4、城鄉居民大病保險待遇大病保險主要保障參保人員經城鄉居民基本醫保報銷后,個人負擔超過一定水平的住院和門診特殊病種的費用,即參保人員在定點醫療機構住院和特殊病種門診發生的、符合《江蘇省基本醫療保險、工傷保險和生育保險藥品目錄》和《泰州市基本醫療保險診療項目和醫療服務設施范圍及支付標準》規定的除自費費用以外的醫療費用、范圍內體內醫用植入材料超過結算封頂以上部分的費用。城鄉居民大病保險起付標準定為1.5萬元。個人自付的合規費用超過1.5萬元以上部分的費用實行分段報銷。具體報銷標準為:1.5萬元至10萬元的部分,按60%的比例報銷;10萬元以上部分的費用,按70%的比例報銷。困難群體大病保險起付標準定為0.5萬元。個人自付的合規費用超過0.5萬元以上部分的費用實行分段報銷。具體報銷標準為:0.5萬元至10萬元的部分,按70%的比例報銷;10萬元以上部分的費用,按80%的比例報銷。結算年度按本辦法規定年度執行。

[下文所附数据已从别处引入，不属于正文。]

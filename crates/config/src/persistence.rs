//! Configuration file reading and writing.
//!
//! Configuration is read as JSON5 (a superset of JSON, so plain `.json`
//! files load too) and written back as pretty-printed JSON.
//!
//! # File Locations
//!
//! Configuration is searched in the following order:
//!
//! 1. Working directory: `./headway.json5` or `./headway.json`
//! 2. User config: `<config_dir>/headway/config.json5` or `config.json`
//!
//! Runtime state that is not configuration (the payload cache and the log
//! file) lives under [`user_data_dir`].

use std::path::{Path, PathBuf};

use crate::error::{ConfigError, Result};

/// Configuration file names in the working directory, in priority order.
const CONFIG_FILE_NAMES: &[&str] = &["headway.json5", "headway.json"];

/// Directory name under the platform config and data directories.
const APP_DIR: &str = "headway";

/// User config file names, in priority order.
const USER_CONFIG_FILE_NAMES: &[&str] = &["config.json5", "config.json"];

/// Finds the configuration file path.
///
/// Returns `Some(path)` for the first existing candidate, `None` if there is
/// none.
///
/// # Examples
///
/// ```no_run
/// use headway_config::persistence::find_config_file;
///
/// if let Some(path) = find_config_file() {
///     println!("Found config at: {}", path.display());
/// }
/// ```
#[must_use]
pub fn find_config_file() -> Option<PathBuf> {
    let local = CONFIG_FILE_NAMES.iter().map(PathBuf::from);
    let user = dirs::config_dir()
        .map(|dir| dir.join(APP_DIR))
        .into_iter()
        .flat_map(|dir| USER_CONFIG_FILE_NAMES.iter().map(move |name| dir.join(name)));

    local.chain(user).find(|path| path.exists())
}

/// Returns the user configuration directory, typically
/// `~/.config/headway/` on Linux.
///
/// # Errors
///
/// Returns [`ConfigError::NoPlatformDirectory`] if the platform config
/// directory cannot be determined.
///
/// # Examples
///
/// ```no_run
/// use headway_config::persistence::user_config_dir;
///
/// let dir = user_config_dir().expect("no config directory");
/// println!("Put config.json5 in {}", dir.display());
/// ```
pub fn user_config_dir() -> Result<PathBuf> {
    dirs::config_dir()
        .map(|d| d.join(APP_DIR))
        .ok_or(ConfigError::NoPlatformDirectory("config"))
}

/// Returns the user data directory, typically `~/.local/share/headway/` on
/// Linux.
///
/// # Errors
///
/// Returns [`ConfigError::NoPlatformDirectory`] if the platform data
/// directory cannot be determined.
///
/// # Examples
///
/// ```no_run
/// use headway_config::persistence::user_data_dir;
///
/// let log = user_data_dir().expect("no data directory").join("headway.log");
/// println!("Logging to {}", log.display());
/// ```
pub fn user_data_dir() -> Result<PathBuf> {
    dirs::data_dir()
        .map(|d| d.join(APP_DIR))
        .ok_or(ConfigError::NoPlatformDirectory("data"))
}

/// Reads and parses a configuration file.
///
/// # Errors
///
/// Returns an error if the file cannot be read or its content cannot be
/// parsed.
///
/// # Examples
///
/// ```no_run
/// use headway_config::persistence::read_config_file;
/// use headway_config::Config;
///
/// # fn main() -> headway_config::Result<()> {
/// let config: Config = read_config_file("headway.json5")?;
/// # Ok(())
/// # }
/// ```
pub fn read_config_file<T: serde::de::DeserializeOwned>(path: impl AsRef<Path>) -> Result<T> {
    let path = path.as_ref();
    let content = std::fs::read_to_string(path).map_err(|source| ConfigError::File {
        action: "read",
        path: path.to_path_buf(),
        source,
    })?;

    serde_json5::from_str(&content).map_err(ConfigError::from)
}

/// Writes a configuration to a file as pretty-printed JSON, creating parent
/// directories as needed.
///
/// # Errors
///
/// Returns an error if a directory or the file cannot be written, or the
/// configuration cannot be serialized.
///
/// # Examples
///
/// ```no_run
/// use headway_config::persistence::{user_config_dir, write_config_file};
/// use headway_config::Config;
///
/// # fn main() -> headway_config::Result<()> {
/// let path = user_config_dir()?.join("config.json");
/// write_config_file(&path, &Config::default())?;
/// # Ok(())
/// # }
/// ```
pub fn write_config_file<T: serde::Serialize>(path: impl AsRef<Path>, config: &T) -> Result<()> {
    let path = path.as_ref();
    let write_error = |source| ConfigError::File {
        action: "write",
        path: path.to_path_buf(),
        source,
    };

    if let Some(parent) = path.parent().filter(|p| !p.as_os_str().is_empty() && !p.exists()) {
        std::fs::create_dir_all(parent).map_err(write_error)?;
    }

    let content = serde_json::to_string_pretty(config)?;
    std::fs::write(path, content).map_err(write_error)
}

#[cfg(test)]
mod tests {
    use super::*;
    use serde::{Deserialize, Serialize};
    use tempfile::TempDir;

    #[derive(Debug, PartialEq, Serialize, Deserialize)]
    struct Sample {
        screen: String,
        rows: u32,
    }

    #[test]
    fn read_json5_file() {
        let dir = TempDir::new().unwrap();
        let path = dir.path().join("sample.json5");
        std::fs::write(
            &path,
            r#"
            {
                // Busway screen
                screen: "harvard",
                rows: 12,
            }
            "#,
        )
        .unwrap();

        let sample: Sample = read_config_file(&path).unwrap();
        assert_eq!(sample.screen, "harvard");
        assert_eq!(sample.rows, 12);
    }

    #[test]
    fn read_nonexistent_file() {
        let result: Result<Sample> = read_config_file("/nonexistent/headway.json");
        assert!(matches!(result, Err(ConfigError::File { action: "read", .. })));
    }

    #[test]
    fn read_invalid_content() {
        let dir = TempDir::new().unwrap();
        let path = dir.path().join("invalid.json");
        std::fs::write(&path, "{ screen: ").unwrap();

        let result: Result<Sample> = read_config_file(&path);
        assert!(matches!(result, Err(ConfigError::Parse(_))));
    }

    #[test]
    fn write_creates_parent_directories() {
        let dir = TempDir::new().unwrap();
        let path = dir.path().join("nested").join("config.json");
        let sample = Sample {
            screen: "harvard".to_string(),
            rows: 4,
        };

        write_config_file(&path, &sample).unwrap();
        let loaded: Sample = read_config_file(&path).unwrap();
        assert_eq!(loaded, sample);
    }

    #[test]
    fn platform_dirs_end_with_app_dir() {
        // Skipped where the platform has no such directories.
        if dirs::config_dir().is_some() {
            assert!(user_config_dir().unwrap().ends_with(APP_DIR));
        }
        if dirs::data_dir().is_some() {
            assert!(user_data_dir().unwrap().ends_with(APP_DIR));
        }
    }
}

5、生育待遇符合國家計劃生育政策的參保人員,因住院分娩發生的生育醫療費用納入城鄉居民醫保基金支付范圍,實行限額補助,補助標準限額1200元。政策范圍內住院分娩醫療費用低于限額補助標準的,按實補助;高于限額補助標準的,按限額標準補助。

七、醫療費用報銷辦法

參保人員在已實現聯網結算的定點醫療機構就醫的,應優先使用本人社會保障卡在定點醫療機構實時結算;在未實現實時結算的定點醫療機構就醫的,醫療費用先由本人墊付,后憑住院發票原件、費用明細清單、出院小結(或出院記錄)、社會保障卡和轉診(或異地就醫)備案表等材料到參保地醫療機構按規定報銷。

八、門診統籌定點醫療機構變更

城鄉居民參保地的社區衛生服務中心(鄉鎮衛生院)為參保人員門診統籌定點醫療機構。參保人員如因遷居或其他特殊原因,需變更門診統籌定點社區衛生服務中心的,須憑居住證、村(社區)證明等手續向參保地勞動服務所申請,經同意后可選擇變更后的社區衛生服務中心(鄉鎮衛生院),原則上一個年度內不可變更。

九、社會保障卡管理

1、申領社會保障卡。未辦理江蘇省社會保障卡的參保人員,可攜帶本人有效身份證件原件就近到市各社會保障卡服務網點(各鄉鎮勞服所、人社局卡中心)申請辦理,其中不滿16周歲的參保人員須由法定監護人攜帶雙方有效身份證件原件代為辦理。一般申領人申辦社保卡,在完成申辦手續后10個工作日內可到其辦理網點領卡,領卡時要認真核對卡面個人信息,如有誤要拒絕簽收,由發卡工作人員交回興化市社會保障卡管理服務中心,并等候下一步領卡通知。2、社會保障卡掛失、補卡。若社保卡丟失,持卡人須本人攜帶有效身份證件原件到卡面標示銀行任意一家營業網點柜面進行正式掛失后,再攜帶有效身份證件原件(代理人須攜帶雙方有效身份證件原件)到人社局卡中心或指定的銀行興化支行辦理補卡。激活金融功能須持卡人本人辦理。不滿16周歲的參保人員須由法定監護人攜帶雙方有效身份證件原件辦理。

十、其他

本宣傳單有效期為2020年1月1日至2020年12月31日,如有政策調整按新政策執行,如有印刷錯誤,一切以文件為準。